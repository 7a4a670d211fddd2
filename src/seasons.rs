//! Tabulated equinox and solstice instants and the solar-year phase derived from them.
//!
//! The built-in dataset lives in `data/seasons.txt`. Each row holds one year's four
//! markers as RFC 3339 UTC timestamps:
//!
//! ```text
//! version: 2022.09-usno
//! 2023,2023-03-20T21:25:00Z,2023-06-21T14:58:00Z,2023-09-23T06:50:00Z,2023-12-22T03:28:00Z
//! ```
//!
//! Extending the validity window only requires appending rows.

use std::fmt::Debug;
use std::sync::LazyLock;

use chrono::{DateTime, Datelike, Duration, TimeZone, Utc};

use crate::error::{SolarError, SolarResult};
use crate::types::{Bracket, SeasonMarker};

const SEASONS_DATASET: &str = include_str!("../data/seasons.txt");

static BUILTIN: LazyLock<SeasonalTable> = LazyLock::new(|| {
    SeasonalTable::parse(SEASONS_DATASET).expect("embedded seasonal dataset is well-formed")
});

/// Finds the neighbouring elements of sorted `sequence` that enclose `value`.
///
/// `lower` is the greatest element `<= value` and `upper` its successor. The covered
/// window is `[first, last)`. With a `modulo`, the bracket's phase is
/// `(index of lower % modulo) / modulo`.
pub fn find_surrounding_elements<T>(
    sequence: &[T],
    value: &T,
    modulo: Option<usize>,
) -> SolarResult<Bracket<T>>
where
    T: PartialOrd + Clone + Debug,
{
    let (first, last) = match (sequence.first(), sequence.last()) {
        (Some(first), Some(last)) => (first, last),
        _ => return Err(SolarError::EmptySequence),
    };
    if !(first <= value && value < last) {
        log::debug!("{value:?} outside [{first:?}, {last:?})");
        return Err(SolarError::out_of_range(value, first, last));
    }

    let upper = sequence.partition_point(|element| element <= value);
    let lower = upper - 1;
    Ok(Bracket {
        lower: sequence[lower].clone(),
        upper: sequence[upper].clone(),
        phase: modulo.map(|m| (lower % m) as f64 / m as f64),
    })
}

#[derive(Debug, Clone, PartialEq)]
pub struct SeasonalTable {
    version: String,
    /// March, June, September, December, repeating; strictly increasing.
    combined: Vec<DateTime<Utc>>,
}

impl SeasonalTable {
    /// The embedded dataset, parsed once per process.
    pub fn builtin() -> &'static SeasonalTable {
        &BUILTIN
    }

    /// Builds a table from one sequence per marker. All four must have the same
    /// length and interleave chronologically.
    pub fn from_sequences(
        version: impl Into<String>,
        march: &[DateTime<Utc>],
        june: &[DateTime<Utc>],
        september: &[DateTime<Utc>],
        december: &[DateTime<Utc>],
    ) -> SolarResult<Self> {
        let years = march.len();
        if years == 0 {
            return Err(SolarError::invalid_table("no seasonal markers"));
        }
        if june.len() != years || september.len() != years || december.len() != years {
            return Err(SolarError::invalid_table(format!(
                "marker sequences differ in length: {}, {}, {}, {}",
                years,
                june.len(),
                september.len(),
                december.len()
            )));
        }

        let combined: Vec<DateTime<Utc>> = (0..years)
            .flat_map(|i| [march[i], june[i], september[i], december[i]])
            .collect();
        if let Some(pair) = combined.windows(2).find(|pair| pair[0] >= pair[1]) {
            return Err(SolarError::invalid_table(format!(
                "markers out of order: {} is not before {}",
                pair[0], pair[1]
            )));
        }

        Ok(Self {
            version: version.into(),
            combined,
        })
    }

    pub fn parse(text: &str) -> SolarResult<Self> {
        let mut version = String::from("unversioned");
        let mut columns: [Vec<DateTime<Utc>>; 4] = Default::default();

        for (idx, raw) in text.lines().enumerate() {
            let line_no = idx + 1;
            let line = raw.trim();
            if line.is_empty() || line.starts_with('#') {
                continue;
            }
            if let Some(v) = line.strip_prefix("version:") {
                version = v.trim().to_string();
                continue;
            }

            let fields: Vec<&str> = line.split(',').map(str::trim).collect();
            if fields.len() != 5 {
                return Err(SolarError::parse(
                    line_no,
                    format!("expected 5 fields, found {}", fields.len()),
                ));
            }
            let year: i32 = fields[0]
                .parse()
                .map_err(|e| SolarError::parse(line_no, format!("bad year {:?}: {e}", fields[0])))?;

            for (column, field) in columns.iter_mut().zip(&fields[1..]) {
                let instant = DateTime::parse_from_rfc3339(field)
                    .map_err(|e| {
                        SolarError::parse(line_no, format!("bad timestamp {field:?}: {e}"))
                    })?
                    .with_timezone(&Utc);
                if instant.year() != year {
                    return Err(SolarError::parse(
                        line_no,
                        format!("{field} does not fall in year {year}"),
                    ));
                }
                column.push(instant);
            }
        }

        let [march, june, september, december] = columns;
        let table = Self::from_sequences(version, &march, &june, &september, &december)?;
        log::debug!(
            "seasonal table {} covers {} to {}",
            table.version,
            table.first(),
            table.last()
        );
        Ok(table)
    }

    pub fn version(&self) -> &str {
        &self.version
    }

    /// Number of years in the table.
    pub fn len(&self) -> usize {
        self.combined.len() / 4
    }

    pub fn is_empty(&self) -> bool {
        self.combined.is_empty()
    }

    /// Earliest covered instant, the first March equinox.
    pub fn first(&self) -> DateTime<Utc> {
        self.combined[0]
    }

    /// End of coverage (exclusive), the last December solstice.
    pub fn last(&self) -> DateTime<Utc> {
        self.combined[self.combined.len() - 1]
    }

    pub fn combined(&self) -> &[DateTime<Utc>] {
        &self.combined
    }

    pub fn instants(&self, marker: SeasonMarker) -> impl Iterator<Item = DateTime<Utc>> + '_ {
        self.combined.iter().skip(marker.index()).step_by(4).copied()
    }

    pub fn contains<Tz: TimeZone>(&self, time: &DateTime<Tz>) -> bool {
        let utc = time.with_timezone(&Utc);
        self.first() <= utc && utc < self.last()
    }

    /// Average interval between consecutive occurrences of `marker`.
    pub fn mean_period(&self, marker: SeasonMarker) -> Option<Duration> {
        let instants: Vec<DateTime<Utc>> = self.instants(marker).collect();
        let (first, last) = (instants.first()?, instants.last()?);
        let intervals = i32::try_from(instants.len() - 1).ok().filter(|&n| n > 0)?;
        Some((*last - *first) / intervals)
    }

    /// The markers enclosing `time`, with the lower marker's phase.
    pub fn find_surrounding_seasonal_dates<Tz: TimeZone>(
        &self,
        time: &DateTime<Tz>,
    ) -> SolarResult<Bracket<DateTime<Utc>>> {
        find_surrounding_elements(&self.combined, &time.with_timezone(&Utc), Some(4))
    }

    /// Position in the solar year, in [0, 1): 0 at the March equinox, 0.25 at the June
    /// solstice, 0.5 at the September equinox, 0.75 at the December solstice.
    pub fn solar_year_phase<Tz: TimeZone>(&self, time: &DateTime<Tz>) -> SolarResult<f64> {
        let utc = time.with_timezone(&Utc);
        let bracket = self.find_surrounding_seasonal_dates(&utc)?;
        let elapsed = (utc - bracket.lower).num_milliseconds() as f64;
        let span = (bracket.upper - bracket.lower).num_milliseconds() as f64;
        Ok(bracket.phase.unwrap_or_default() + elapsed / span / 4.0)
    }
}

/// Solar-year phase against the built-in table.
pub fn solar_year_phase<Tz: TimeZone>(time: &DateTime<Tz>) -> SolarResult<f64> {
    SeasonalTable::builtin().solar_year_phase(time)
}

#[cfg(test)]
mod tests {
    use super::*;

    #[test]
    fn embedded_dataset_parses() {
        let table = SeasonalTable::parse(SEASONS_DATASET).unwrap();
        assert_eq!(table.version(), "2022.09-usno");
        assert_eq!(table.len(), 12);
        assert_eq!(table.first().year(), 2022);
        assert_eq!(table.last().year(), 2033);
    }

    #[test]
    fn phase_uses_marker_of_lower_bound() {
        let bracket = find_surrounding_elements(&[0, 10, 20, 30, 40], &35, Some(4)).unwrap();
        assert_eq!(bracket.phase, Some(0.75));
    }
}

▸ Exercise objective
Looking at the data above, write out exactly the lines that start at the one containing "pub fn mean_period(&self, marker: SeasonMarker)" and end at the one containing "let span = (bracket.upper"; include both and nothing beyond.

▸ Solution for this exercise
    pub fn mean_period(&self, marker: SeasonMarker) -> Option<Duration> {
        let instants: Vec<DateTime<Utc>> = self.instants(marker).collect();
        let (first, last) = (instants.first()?, instants.last()?);
        let intervals = i32::try_from(instants.len() - 1).ok().filter(|&n| n > 0)?;
        Some((*last - *first) / intervals)
    }

    /// The markers enclosing `time`, with the lower marker's phase.
    pub fn find_surrounding_seasonal_dates<Tz: TimeZone>(
        &self,
        time: &DateTime<Tz>,
    ) -> SolarResult<Bracket<DateTime<Utc>>> {
        find_surrounding_elements(&self.combined, &time.with_timezone(&Utc), Some(4))
    }

    /// Position in the solar year, in [0, 1): 0 at the March equinox, 0.25 at the June
    /// solstice, 0.5 at the September equinox, 0.75 at the December solstice.
    pub fn solar_year_phase<Tz: TimeZone>(&self, time: &DateTime<Tz>) -> SolarResult<f64> {
        let utc = time.with_timezone(&Utc);
        let bracket = self.find_surrounding_seasonal_dates(&utc)?;
        let elapsed = (utc - bracket.lower).num_milliseconds() as f64;
        let span = (bracket.upper - bracket.lower).num_milliseconds() as f64;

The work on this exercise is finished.